The Annapurna Circuit is not a trek you do - it is a trek that does something to you. Over 21 days you walk through ecosystems as different as the Amazon and the Arctic, from subtropical rice paddies where buffalo plough fields to the barren moonscape of the Thorong La pass at 5,416 metres.
The teahouses of the circuit are a civilisation unto themselves. Run almost entirely by women whose husbands work in Kathmandu or abroad, they serve dal bhat - lentil soup, rice, vegetables - in quantities that seem impossible until you realise your body is burning 5,000 calories a day. The wifi is slow; the conversation is fast.
Manang, at 3,500 metres, is where trekkers spend an acclimatisation day. A local doctor runs a clinic for altitude sickness - she has seen every permutation of hubris and miscalculation. The town has a bakery that produces apple pie from Himalayan apples; eating it in the cold afternoon sun, looking up at Gangapurna, is one of trekking's great small pleasures.

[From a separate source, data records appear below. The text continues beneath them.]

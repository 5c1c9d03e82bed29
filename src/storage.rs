//! Storage abstraction for catalog shards.
//!
//! The import pipeline and query engine talk to a backend only through the
//! [`StorageConnector`] / [`StorageConnection`] traits, so the pipeline can
//! be exercised end to end against [`MemoryStorage`] and a networked backend
//! slots in without touching pipeline code.

use std::collections::HashMap;
use std::sync::{Arc, Mutex};

use crate::catalog::{CatalogRecord, SkyPosition};
use crate::error::{Error, Result};
use crate::partition::PartitionId;

/// A shard holds the observations of one source within one partition.
#[derive(Debug, Clone, Copy, PartialEq, Eq, Hash)]
pub struct ShardKey {
    pub partition: PartitionId,
    pub source_id: u32,
}

/// Factory for storage connections. One connector, many connections.
pub trait StorageConnector {
    type Conn: StorageConnection;

    fn connect(&self) -> Result<Self::Conn>;
}

/// A single session against the storage backend.
///
/// Connections are handed out by the pool and used by one worker at a time,
/// so the methods take `&mut self` and implementations need no internal
/// locking beyond what their backend requires.
pub trait StorageConnection: Send {
    /// Make sure the shard exists before rows are written into it.
    fn ensure_shard(&mut self, key: &ShardKey) -> Result<()>;

    /// Append a batch of rows to a shard. All-or-nothing per call.
    fn write_batch(&mut self, key: &ShardKey, rows: &[&CatalogRecord]) -> Result<()>;

    /// Positions of every record stored under any of the given partitions.
    fn query_positions(&mut self, partitions: &[PartitionId]) -> Result<Vec<SkyPosition>>;
}

impl<C: StorageConnection> StorageConnection for &mut C {
    fn ensure_shard(&mut self, key: &ShardKey) -> Result<()> {
        (**self).ensure_shard(key)
    }

    fn write_batch(&mut self, key: &ShardKey, rows: &[&CatalogRecord]) -> Result<()> {
        (**self).write_batch(key, rows)
    }

    fn query_positions(&mut self, partitions: &[PartitionId]) -> Result<Vec<SkyPosition>> {
        (**self).query_positions(partitions)
    }
}

/// In-memory backend: a shared map from shard key to rows.
///
/// Clones share the same underlying store, mirroring how connections to a
/// real backend all see the same data.
#[derive(Debug, Clone, Default)]
pub struct MemoryStorage {
    shards: Arc<Mutex<HashMap<ShardKey, Vec<CatalogRecord>>>>,
}

impl MemoryStorage {
    pub fn new() -> Self {
        Self::default()
    }

    pub fn shard_count(&self) -> usize {
        match self.shards.lock() {
            Ok(shards) => shards.len(),
            Err(poisoned) => poisoned.into_inner().len(),
        }
    }

    pub fn row_count(&self) -> usize {
        match self.shards.lock() {
            Ok(shards) => shards.values().map(Vec::len).sum(),
            Err(poisoned) => poisoned.into_inner().values().map(Vec::len).sum(),
        }
    }
}

impl StorageConnector for MemoryStorage {
    type Conn = MemoryConnection;

    fn connect(&self) -> Result<MemoryConnection> {
        Ok(MemoryConnection {
            shards: Arc::clone(&self.shards),
        })
    }
}

#[derive(Debug)]
pub struct MemoryConnection {
    shards: Arc<Mutex<HashMap<ShardKey, Vec<CatalogRecord>>>>,
}

impl MemoryConnection {
    fn lock(&self) -> Result<std::sync::MutexGuard<'_, HashMap<ShardKey, Vec<CatalogRecord>>>> {
        self.shards
            .lock()
            .map_err(|_| Error::Storage("shard map lock poisoned".to_string()))
    }
}

impl StorageConnection for MemoryConnection {
    fn ensure_shard(&mut self, key: &ShardKey) -> Result<()> {
        self.lock()?.entry(*key).or_default();
        Ok(())
    }

    fn write_batch(&mut self, key: &ShardKey, rows: &[&CatalogRecord]) -> Result<()> {
        let mut shards = self.lock()?;
        let shard = shards
            .get_mut(key)
            .ok_or_else(|| Error::Storage(format!("shard {}/{} missing", key.partition, key.source_id)))?;
        shard.extend(rows.iter().map(|r| (*r).clone()));
        Ok(())
    }

    fn query_positions(&mut self, partitions: &[PartitionId]) -> Result<Vec<SkyPosition>> {
        let shards = self.lock()?;
        let mut positions = Vec::new();
        for (key, rows) in shards.iter() {
            if partitions.contains(&key.partition) {
                positions.extend(rows.iter().map(|r| r.position));
            }
        }
        Ok(positions)
    }
}

#[cfg(test)]
mod tests {
    use super::*;

    fn record(source_id: u32, ra: f64, dec: f64) -> CatalogRecord {
        CatalogRecord {
            timestamp: "2024-01-01 00:00:00".to_string(),
            source_id,
            position: SkyPosition::new(ra, dec),
            magnitude: 10.0,
            time_value: 2460310.5,
        }
    }

    #[test]
    fn write_requires_ensure_shard() {
        let storage = MemoryStorage::new();
        let mut conn = storage.connect().unwrap();
        let key = ShardKey {
            partition: PartitionId::base(5),
            source_id: 1,
        };
        let row = record(1, 10.0, 20.0);

        assert!(conn.write_batch(&key, &[&row]).is_err());
        conn.ensure_shard(&key).unwrap();
        conn.write_batch(&key, &[&row]).unwrap();
        assert_eq!(storage.row_count(), 1);
    }

    #[test]
    fn connections_share_the_store() {
        let storage = MemoryStorage::new();
        let mut a = storage.connect().unwrap();
        let mut b = storage.connect().unwrap();
        let key = ShardKey {
            partition: PartitionId::base(3),
            source_id: 9,
        };
        let row = record(9, 100.0, -45.0);

        a.ensure_shard(&key).unwrap();
        a.write_batch(&key, &[&row]).unwrap();

        let positions = b.query_positions(&[PartitionId::base(3)]).unwrap();
        assert_eq!(positions.len(), 1);
        assert_eq!(positions[0], row.position);
    }

    #[test]
    fn query_filters_by_partition() {
        let storage = MemoryStorage::new();
        let mut conn = storage.connect().unwrap();
        for (partition, source_id, ra) in [(1u64, 1u32, 10.0), (2, 2, 20.0), (3, 3, 30.0)] {
            let key = ShardKey {
                partition: PartitionId::base(partition),
                source_id,
            };
            conn.ensure_shard(&key).unwrap();
            let row = record(source_id, ra, 0.0);
            conn.write_batch(&key, &[&row]).unwrap();
        }

        let hits = conn
            .query_positions(&[PartitionId::base(1), PartitionId::base(3)])
            .unwrap();
        assert_eq!(hits.len(), 2);
        assert!(hits.iter().all(|p| p.ra_deg() == 10.0 || p.ra_deg() == 30.0));

        let none = conn.query_positions(&[PartitionId::base(99)]).unwrap();
        assert!(none.is_empty());
    }

    #[test]
    fn ensure_shard_is_idempotent() {
        let storage = MemoryStorage::new();
        let mut conn = storage.connect().unwrap();
        let key = ShardKey {
            partition: PartitionId::composite(2, 7),
            source_id: 4,
        };
        conn.ensure_shard(&key).unwrap();
        let row = record(4, 1.0, 2.0);
        conn.write_batch(&key, &[&row]).unwrap();
        conn.ensure_shard(&key).unwrap();
        assert_eq!(storage.row_count(), 1);
    }
}
//! Crate-wide error type.

use thiserror::Error;

pub type Result<T> = std::result::Result<T, Error>;

#[derive(Debug, Error)]
pub enum Error {
    /// I/O error (catalog files, report output).
    #[error("I/O error: {0}")]
    Io(#[from] std::io::Error),

    /// Malformed catalog input that cannot be skipped (e.g. missing header).
    #[error("catalog error: {0}")]
    Catalog(String),

    /// Rejected configuration (depth ordering, encoding limits).
    #[error("invalid configuration: {0}")]
    Config(String),

    /// Storage backend failure: connect, shard creation, batch write, or query.
    #[error("storage error: {0}")]
    Storage(String),

    /// Pool construction established zero connections.
    #[error("connection pool is empty: no connection could be established")]
    NoConnections,
}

Thorong La on a clear morning is pure theatre. You move slowly, each step deliberate, the air too thin to hold a full breath. Then the summit cairns appear, strung with prayer flags that flap and crack in the wind. Below, on the other side, Muktinath sits in its desert valley - a place sacred to both Hindus and Buddhists, where 108 stone waterspouts pour holy water year-round.